*** PROVIDED RECORDS

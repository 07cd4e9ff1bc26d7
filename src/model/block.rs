use std::collections::{BTreeMap, HashMap};
use std::path::Path;

use serde::{Deserialize, Deserializer, Serialize};

use super::stats::StatBag;
use crate::error::{Result, WorldError};

pub type BlockId = u32;

/// Static properties of one terrain block type.
#[derive(Debug, Clone, PartialEq, Serialize, Deserialize)]
#[serde(rename_all = "kebab-case")]
pub struct BlockType {
    pub id: BlockId,
    pub name: String,
    #[serde(default)]
    pub solid: bool,
    /// Map color index; `None` renders as blank.
    #[serde(default, deserialize_with = "color_or_none")]
    pub display: Option<u8>,
    #[serde(default = "default_map_weight")]
    pub map_weight: u32,
    #[serde(default)]
    pub mob_spawn_chance: Option<u32>,
    #[serde(default)]
    pub hide_mobs: bool,
    #[serde(default)]
    pub mob_display: Option<u8>,
    /// Type-specific properties such as a surveyor's `spawn-chance`.
    #[serde(flatten)]
    pub extras: StatBag,
}

fn default_map_weight() -> u32 {
    1
}

/// Accepts a color index, `null`, or the string `"none"`.
fn color_or_none<'de, D: Deserializer<'de>>(deserializer: D) -> std::result::Result<Option<u8>, D::Error> {
    #[derive(Deserialize)]
    #[serde(untagged)]
    enum Raw {
        Index(u8),
        Word(String),
    }

    match Option::<Raw>::deserialize(deserializer)? {
        None => Ok(None),
        Some(Raw::Index(i)) => Ok(Some(i)),
        Some(Raw::Word(w)) if w == "none" => Ok(None),
        Some(Raw::Word(w)) => Err(serde::de::Error::custom(format!(
            "display must be a color index or \"none\", got {w:?}"
        ))),
    }
}

impl BlockType {
    pub fn new(id: BlockId, name: &str) -> Self {
        Self {
            id,
            name: name.to_string(),
            solid: false,
            display: None,
            map_weight: 1,
            mob_spawn_chance: None,
            hide_mobs: false,
            mob_display: None,
            extras: StatBag::new(),
        }
    }
}

/// Read-only registry of block types, looked up by id or name.
pub trait BlockCatalog: Send + Sync {
    fn block(&self, id: BlockId) -> Result<&BlockType>;

    fn block_named(&self, name: &str) -> Result<&BlockType>;

    fn is_solid(&self, id: BlockId) -> Result<bool> {
        Ok(self.block(id)?.solid)
    }
}

/// In-memory block catalog, usually loaded from a JSON data file.
#[derive(Debug, Clone, Default)]
pub struct BlockSet {
    by_id: BTreeMap<BlockId, BlockType>,
    by_name: HashMap<String, BlockId>,
}

impl BlockSet {
    /// Build a catalog, rejecting duplicate ids or names.
    pub fn new(blocks: impl IntoIterator<Item = BlockType>) -> Result<Self> {
        let mut set = Self::default();
        for block in blocks {
            if set.by_name.contains_key(&block.name) {
                return Err(WorldError::InvalidCatalog(format!(
                    "duplicate block name {:?}",
                    block.name
                )));
            }
            if set.by_id.contains_key(&block.id) {
                return Err(WorldError::InvalidCatalog(format!(
                    "duplicate block id {}",
                    block.id
                )));
            }
            set.by_name.insert(block.name.clone(), block.id);
            set.by_id.insert(block.id, block);
        }
        Ok(set)
    }

    /// Parse a JSON array of block definitions.
    pub fn from_json(json: &str) -> Result<Self> {
        let blocks: Vec<BlockType> = serde_json::from_str(json)?;
        Self::new(blocks)
    }

    pub fn from_json_file(path: &Path) -> Result<Self> {
        Self::from_json(&std::fs::read_to_string(path)?)
    }

    pub fn len(&self) -> usize {
        self.by_id.len()
    }

    pub fn is_empty(&self) -> bool {
        self.by_id.is_empty()
    }

    pub fn iter(&self) -> impl Iterator<Item = &BlockType> {
        self.by_id.values()
    }
}

impl BlockCatalog for BlockSet {
    fn block(&self, id: BlockId) -> Result<&BlockType> {
        self.by_id
            .get(&id)
            .ok_or_else(|| WorldError::UnknownBlock(id.to_string()))
    }

    fn block_named(&self, name: &str) -> Result<&BlockType> {
        self.by_name
            .get(name)
            .and_then(|id| self.by_id.get(id))
            .ok_or_else(|| WorldError::UnknownBlock(name.to_string()))
    }
}
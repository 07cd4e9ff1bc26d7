use std::fs::{self, File};
use std::io::{BufWriter, Write};
use std::path::Path;

use serde::Serialize;
use serde::de::DeserializeOwned;

use crate::error::Result;
use crate::model::{Actor, Inventory, Position, StatRecord};

pub const STATS_FILE: &str = "stats-save.json";
pub const INVENTORY_FILE: &str = "inventory-save.json";

fn write_json<T: Serialize>(path: &Path, value: &T) -> Result<()> {
    let mut writer = BufWriter::new(File::create(path)?);
    serde_json::to_writer_pretty(&mut writer, value)?;
    writer.write_all(b"\n")?;
    writer.flush()?;
    Ok(())
}

fn read_json<T: DeserializeOwned>(path: &Path) -> Result<T> {
    Ok(serde_json::from_str(&fs::read_to_string(path)?)?)
}

/// Save an actor's stats and inventory into `dir`. Position is not saved.
pub fn save_actor(actor: &Actor, dir: &Path) -> Result<()> {
    fs::create_dir_all(dir)?;
    write_json(&dir.join(STATS_FILE), actor.record())?;
    write_json(&dir.join(INVENTORY_FILE), &actor.inventory)?;
    Ok(())
}

/// Restore a saved actor at `position`.
pub fn load_actor(dir: &Path, position: Position) -> Result<Actor> {
    let stats: StatRecord = read_json(&dir.join(STATS_FILE))?;
    let inventory: Inventory = read_json(&dir.join(INVENTORY_FILE))?;
    Ok(Actor::restore(stats, inventory, position))
}

/// True when both actor files exist in `dir`.
pub fn actor_saved(dir: &Path) -> bool {
    dir.join(STATS_FILE).is_file() && dir.join(INVENTORY_FILE).is_file()
}
// Dense square grid stored row by row: index = x + y * extent.
//
// Row-major order (y outer, x inner) is also the order grids are generated
// and written to save files, so `cells()` can be streamed straight out.

use crate::error::{Result, WorldError};

#[derive(Debug, Clone, PartialEq, Eq)]
pub struct Grid<T> {
    extent: usize,
    cells: Vec<T>,
}

impl<T: Copy> Grid<T> {
    pub fn filled(extent: usize, value: T) -> Self {
        Self {
            extent,
            cells: vec![value; extent * extent],
        }
    }

    /// Wrap row-major cells. Fails if the cell count is not `extent²`.
    pub fn from_cells(extent: usize, cells: Vec<T>) -> Result<Self> {
        if cells.len() != extent * extent {
            return Err(WorldError::MalformedSave(format!(
                "expected {} cells for a {extent}x{extent} grid, found {}",
                extent * extent,
                cells.len()
            )));
        }
        Ok(Self { extent, cells })
    }

    pub fn extent(&self) -> usize {
        self.extent
    }

    pub fn in_bounds(&self, x: i64, y: i64) -> bool {
        x >= 0 && y >= 0 && (x as usize) < self.extent && (y as usize) < self.extent
    }

    fn index(&self, x: i64, y: i64) -> Result<usize> {
        if self.in_bounds(x, y) {
            Ok(x as usize + y as usize * self.extent)
        } else {
            Err(WorldError::OutOfBounds {
                x,
                y,
                extent: self.extent,
            })
        }
    }

    pub fn get(&self, x: i64, y: i64) -> Result<T> {
        Ok(self.cells[self.index(x, y)?])
    }

    pub fn set(&mut self, x: i64, y: i64, value: T) -> Result<()> {
        let i = self.index(x, y)?;
        self.cells[i] = value;
        Ok(())
    }

    pub fn cells(&self) -> &[T] {
        &self.cells
    }

    pub fn cells_mut(&mut self) -> &mut [T] {
        &mut self.cells
    }
}
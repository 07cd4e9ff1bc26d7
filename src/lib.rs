#[macro_use]
mod macros;

pub mod error;
pub mod flush;
pub mod model;
pub mod sim;
pub mod view;
pub mod worldgen;

#[cfg(test)]
mod testutil;

pub use error::{Result, WorldError};
pub use model::{
    Actor, Bestiary, BlockCatalog, BlockSet, BlockType, CreatureCatalog, CreatureTemplate,
    Position, World,
};
pub use sim::{Direction, Encounter, EncounterState, Session, SharedWorld};
pub use worldgen::{WorldGenConfig, generate_world};
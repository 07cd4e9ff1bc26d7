pub mod actor;
pub mod grid;

pub use actor::{actor_saved, load_actor, save_actor};
pub use grid::{load_grid, load_world, save_grid, save_world, world_saved};
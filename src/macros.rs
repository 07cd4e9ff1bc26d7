/// Implement `as_str`, `Display`, `From<T> for String`, and `TryFrom<String>`
/// for a fieldless enum with a fixed set of names. Unknown names are an error.
///
/// Pair with `#[serde(into = "String", try_from = "String")]` on the enum to
/// serialize it by name.
macro_rules! string_enum {
    ($name:ident { $($variant:ident => $str:expr),+ $(,)? }) => {
        impl $name {
            pub fn as_str(&self) -> &str {
                match self {
                    $($name::$variant => $str,)+
                }
            }
        }

        impl ::std::fmt::Display for $name {
            fn fmt(&self, f: &mut ::std::fmt::Formatter<'_>) -> ::std::fmt::Result {
                f.write_str(self.as_str())
            }
        }

        impl From<$name> for String {
            fn from(v: $name) -> Self {
                v.as_str().to_string()
            }
        }

        impl TryFrom<String> for $name {
            type Error = String;

            fn try_from(s: String) -> ::std::result::Result<Self, Self::Error> {
                match s.as_str() {
                    $($str => Ok($name::$variant),)+
                    other => Err(format!("unknown {}: {other}", stringify!($name))),
                }
            }
        }
    };
}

******

_WORK INSTRUCTIONS:_ All lines from the opening of the listing above through the line that contains "terrain block type." should be given again exactly, and nothing more.

_EXPECTED ANSWER:_
repository 07cd4e9ff1bc26d7
filename src/model/block.rs
use std::collections::{BTreeMap, HashMap};
use std::path::Path;

use serde::{Deserialize, Deserializer, Serialize};

use super::stats::StatBag;
use crate::error::{Result, WorldError};

pub type BlockId = u32;

/// Static properties of one terrain block type.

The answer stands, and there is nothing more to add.